Graph-Based Dual-Agent Deep Reinforcement Learning for Dynamic Human–Machine Hybrid Reconfiguration Manufacturing Scheduling

Human–machine hybrid reconfiguration manufacturing is an emerging paradigm in the field of precision equipment production and can greatly improve the production capability of the workshop. However, numerous complex constraints and a dynamic environment make reasonable scheduling very difficult. To this end, this article studies the dynamic human–machine hybrid reconfiguration manufacturing scheduling problem (DHMRSP) and proposes a novel deep reinforcement learning (DRL) scheduling method. Specifically, a dual-agent Markov decision process (MDP) is established, which can handle seven complex constraints and three disturbance events.
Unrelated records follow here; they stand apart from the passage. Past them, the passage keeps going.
//! JSON flat-file store adapter.
//!
//! The whole collection lives in a single file holding a JSON array. Every
//! append reads the array, pushes the new record and rewrites the file
//! through a sibling temporary file, so readers only ever see a complete
//! snapshot.
//!
//! There is no locking: two processes appending at the same time can lose
//! one of the writes.

use std::io::ErrorKind;
use std::path::{Path, PathBuf};

use async_trait::async_trait;
use tokio::io::AsyncWriteExt;
use tracing::debug;

use purchases_types::{StoreError, Transaction, TransactionId, TransactionStore};

const EMPTY_STORE: &[u8] = b"[]";

// ─────────────────────────────────────────────────────────────────────────────
// JSON File Store
// ─────────────────────────────────────────────────────────────────────────────

/// Transaction store backed by a JSON file.
pub struct JsonFileStore {
    path: PathBuf,
}

impl JsonFileStore {
    /// Creates a store for the given file. Nothing is touched on disk until first use.
    pub fn new(path: impl Into<PathBuf>) -> Self {
        Self { path: path.into() }
    }

    /// Returns the path of the backing file.
    pub fn path(&self) -> &Path {
        &self.path
    }

    fn temp_path(&self) -> PathBuf {
        let mut name = self.path.clone().into_os_string();
        name.push(".tmp");
        PathBuf::from(name)
    }

    fn read_error(&self, source: std::io::Error) -> StoreError {
        StoreError::Read {
            path: self.path.clone(),
            source,
        }
    }

    fn write_error(&self, source: std::io::Error) -> StoreError {
        StoreError::Write {
            path: self.path.clone(),
            source,
        }
    }

    /// Loads the full collection, creating an empty store file if there is none.
    async fn read_transactions(&self) -> Result<Vec<Transaction>, StoreError> {
        let bytes = match tokio::fs::read(&self.path).await {
            Ok(bytes) => bytes,
            Err(e) if e.kind() == ErrorKind::NotFound => {
                debug!(path = %self.path.display(), "store file missing, creating empty store");
                self.write_bytes(EMPTY_STORE).await?;
                return Ok(Vec::new());
            }
            Err(e) => return Err(self.read_error(e)),
        };

        let transactions: Vec<Transaction> =
            serde_json::from_slice(&bytes).map_err(|source| StoreError::Corrupt {
                path: self.path.clone(),
                source,
            })?;

        debug!(
            path = %self.path.display(),
            count = transactions.len(),
            "loaded transactions"
        );
        Ok(transactions)
    }

    /// Replaces the full collection.
    async fn write_transactions(&self, transactions: &[Transaction]) -> Result<(), StoreError> {
        let bytes =
            serde_json::to_vec(transactions).map_err(|e| self.write_error(e.into()))?;
        self.write_bytes(&bytes).await?;

        debug!(
            path = %self.path.display(),
            count = transactions.len(),
            "wrote transactions"
        );
        Ok(())
    }

    /// Writes and syncs a temporary file, then renames it over the store file.
    async fn write_bytes(&self, bytes: &[u8]) -> Result<(), StoreError> {
        if let Some(parent) = self.path.parent() {
            if !parent.as_os_str().is_empty() {
                tokio::fs::create_dir_all(parent)
                    .await
                    .map_err(|e| self.write_error(e))?;
            }
        }

        let temp = self.temp_path();
        // The data must be on disk before the rename makes it visible.
        let written = match write_synced(&temp, bytes).await {
            Ok(()) => tokio::fs::rename(&temp, &self.path).await,
            Err(e) => Err(e),
        };

        if let Err(e) = written {
            let _ = tokio::fs::remove_file(&temp).await;
            return Err(self.write_error(e));
        }
        Ok(())
    }
}

async fn write_synced(path: &Path, bytes: &[u8]) -> std::io::Result<()> {
    let mut file = tokio::fs::File::create(path).await?;
    file.write_all(bytes).await?;
    file.sync_all().await
}

// ─────────────────────────────────────────────────────────────────────────────
// Store implementation
// ─────────────────────────────────────────────────────────────────────────────

#[async_trait]
impl TransactionStore for JsonFileStore {
    async fn reset(&self) -> Result<(), StoreError> {
        match tokio::fs::remove_file(&self.path).await {
            Ok(()) => {
                debug!(path = %self.path.display(), "store reset");
                Ok(())
            }
            Err(e) if e.kind() == ErrorKind::NotFound => Ok(()),
            Err(e) => Err(self.write_error(e)),
        }
    }

    async fn append(&self, transaction: &Transaction) -> Result<(), StoreError> {
        let mut transactions = self.read_transactions().await?;
        transactions.push(transaction.clone());
        self.write_transactions(&transactions).await
    }

    async fn find_by_id(&self, id: TransactionId) -> Result<Option<Transaction>, StoreError> {
        Ok(self
            .read_transactions()
            .await?
            .into_iter()
            .find(|t| t.id == id))
    }
}
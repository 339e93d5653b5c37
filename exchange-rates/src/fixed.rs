//! In-memory table of quotations.
//!
//! Applies the same selection as the Treasury query: same currency, record
//! date inside the lookback window, newest record wins.

use async_trait::async_trait;
use chrono::NaiveDate;
use rust_decimal::Decimal;
use serde::{Deserialize, Serialize};

use purchases_types::{ExchangeError, ExchangeRateProvider, lookback_window};

/// A single published rate, named after the Treasury dataset fields.
#[derive(Debug, Clone, PartialEq, Eq, Serialize, Deserialize)]
pub struct Quotation {
    pub country_currency_desc: String,
    pub record_date: NaiveDate,
    #[serde(with = "rust_decimal::serde::arbitrary_precision")]
    pub exchange_rate: Decimal,
}

/// Exchange rate provider answering from a fixed set of quotations.
#[derive(Debug, Clone, Default)]
pub struct StaticRates {
    quotations: Vec<Quotation>,
}

impl StaticRates {
    pub fn new(quotations: Vec<Quotation>) -> Self {
        Self { quotations }
    }

    /// Adds one quotation.
    pub fn with_quotation(
        mut self,
        currency: impl Into<String>,
        record_date: NaiveDate,
        exchange_rate: Decimal,
    ) -> Self {
        self.quotations.push(Quotation {
            country_currency_desc: currency.into(),
            record_date,
            exchange_rate,
        });
        self
    }

    /// Parses a JSON array of quotations.
    pub fn from_json(json: &str) -> Result<Self, serde_json::Error> {
        Ok(Self::new(serde_json::from_str(json)?))
    }

    pub fn quotations(&self) -> &[Quotation] {
        &self.quotations
    }

    fn lookup(&self, currency: &str, date: NaiveDate) -> Option<Decimal> {
        let (start, end) = lookback_window(date);
        self.quotations
            .iter()
            .filter(|q| q.country_currency_desc == currency)
            .filter(|q| q.record_date >= start && q.record_date <= end)
            .max_by_key(|q| q.record_date)
            .map(|q| q.exchange_rate)
    }
}

#[async_trait]
impl ExchangeRateProvider for StaticRates {
    async fn get_rate(
        &self,
        currency: &str,
        date: NaiveDate,
    ) -> Result<Option<Decimal>, ExchangeError> {
        Ok(self.lookup(currency, date))
    }
}
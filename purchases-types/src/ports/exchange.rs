//! Exchange rate provider port.
//!
//! This trait defines the interface for exchange rate services.
//! Implementations can be HTTP clients, static tables, mocks, etc.

use chrono::{Months, NaiveDate};
use rust_decimal::Decimal;

/// Boxed cause kept on lookup failures for diagnostics.
pub type BoxError = Box<dyn std::error::Error + Send + Sync + 'static>;

/// How far back before the purchase date a quotation may be.
pub const LOOKBACK_MONTHS: u32 = 6;

/// Error type for exchange rate operations.
///
/// "No rate in the window" is not an error; providers report it as `Ok(None)`.
#[derive(Debug, thiserror::Error)]
pub enum ExchangeError {
    #[error("Failed to fetch exchange rate: {0}")]
    Transport(#[source] BoxError),

    #[error("Exchange rate service responded with status {status}")]
    Status { status: u16 },

    #[error("Failed to parse exchange rate response: {0}")]
    InvalidResponse(#[source] BoxError),
}

/// Port trait for exchange rate providers.
#[async_trait::async_trait]
pub trait ExchangeRateProvider: Send + Sync {
    /// Get the rate for `currency` in effect on `date`.
    ///
    /// Returns how many units of `currency` equal one unit of the reference
    /// currency, taken from the most recent quotation inside
    /// [`lookback_window`]`(date)`, or `None` when the window holds no quotation.
    async fn get_rate(
        &self,
        currency: &str,
        date: NaiveDate,
    ) -> Result<Option<Decimal>, ExchangeError>;
}

/// Inclusive range of record dates a quotation for `date` may come from.
///
/// Month subtraction clamps to the end of shorter months, so `2023-08-31`
/// looks back to `2023-02-28`.
pub fn lookback_window(date: NaiveDate) -> (NaiveDate, NaiveDate) {
    let start = date
        .checked_sub_months(Months::new(LOOKBACK_MONTHS))
        .unwrap_or(NaiveDate::MIN);
    (start, date)
}
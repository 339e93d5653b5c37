//! Amount and description normalization rules.
//!
//! Every monetary value that leaves the core (stored amounts and converted
//! amounts alike) goes through [`round_to_cents`].

use rust_decimal::{Decimal, RoundingStrategy};

/// Number of fractional digits carried by every monetary amount.
pub const AMOUNT_SCALE: u32 = 2;

/// Longest description a transaction keeps, in characters.
pub const MAX_DESCRIPTION_LENGTH: usize = 50;

/// Rounds a value to cents, half-up (midpoints move away from zero).
///
/// The result always carries exactly [`AMOUNT_SCALE`] fractional digits,
/// so `1` becomes `1.00` and `15.8` becomes `15.80`. Returns `None` when the
/// value is too large to be held with that many digits.
pub fn round_to_cents(value: Decimal) -> Option<Decimal> {
    let mut rounded =
        value.round_dp_with_strategy(AMOUNT_SCALE, RoundingStrategy::MidpointAwayFromZero);
    rounded.rescale(AMOUNT_SCALE);
    // rescale caps the scale instead of failing
    (rounded.scale() == AMOUNT_SCALE).then_some(rounded)
}

/// Keeps the first [`MAX_DESCRIPTION_LENGTH`] characters of a description.
pub fn truncate_description(description: &str) -> String {
    description.chars().take(MAX_DESCRIPTION_LENGTH).collect()
}
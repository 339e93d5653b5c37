//! # Purchases Repository
//!
//! Concrete store implementations (adapters) for the purchase ledger.
//! This crate provides the flat-file adapter that implements the `TransactionStore` port.

pub mod json_file;


pub use json_file::JsonFileStore;
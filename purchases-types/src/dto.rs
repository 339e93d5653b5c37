//! Request objects handed to the application service by inbound adapters.
//!
//! Values arrive already parsed and typed; validation of raw input is the
//! inbound adapter's job.

use chrono::NaiveDate;
use rust_decimal::Decimal;
use serde::{Deserialize, Serialize};

use crate::domain::TransactionId;

/// Request to record a new purchase.
#[derive(Debug, Clone, Serialize, Deserialize)]
pub struct StoreTransactionRequest {
    /// Purchase amount; rounded to cents on store
    #[serde(with = "rust_decimal::serde::arbitrary_precision")]
    pub amount: Decimal,
    /// Purchase date
    pub date: NaiveDate,
    /// Free-text description; truncated to 50 characters on store
    pub description: String,
}

/// Request to read a purchase back converted to another currency.
#[derive(Debug, Clone, Serialize, Deserialize)]
pub struct RetrieveTransactionRequest {
    pub id: TransactionId,
    /// Currency name as the exchange-rate source knows it (e.g. `Canada-Dollar`)
    pub currency: String,
}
Then, a heterogeneous competition graph attention network (HCGAN) is designed, where the meta-path-based subgraph conversion reflects the resource-operation competition, and three modules use node-level attention and semantic-level attention to realize important information embedding. Afterward, a dual proximal policy optimization (PPO) algorithm with HCGAN and mixed action space (HM-DPPO) is proposed, where the allocation agent and reconfiguration agent achieve collaborative learning by taking joint action and sharing graph embeddings and reward. Experimental results prove that the proposed approach outperforms rules, genetic programming (GP), and three DRL methods on different instances and can effectively handle various disturbance events.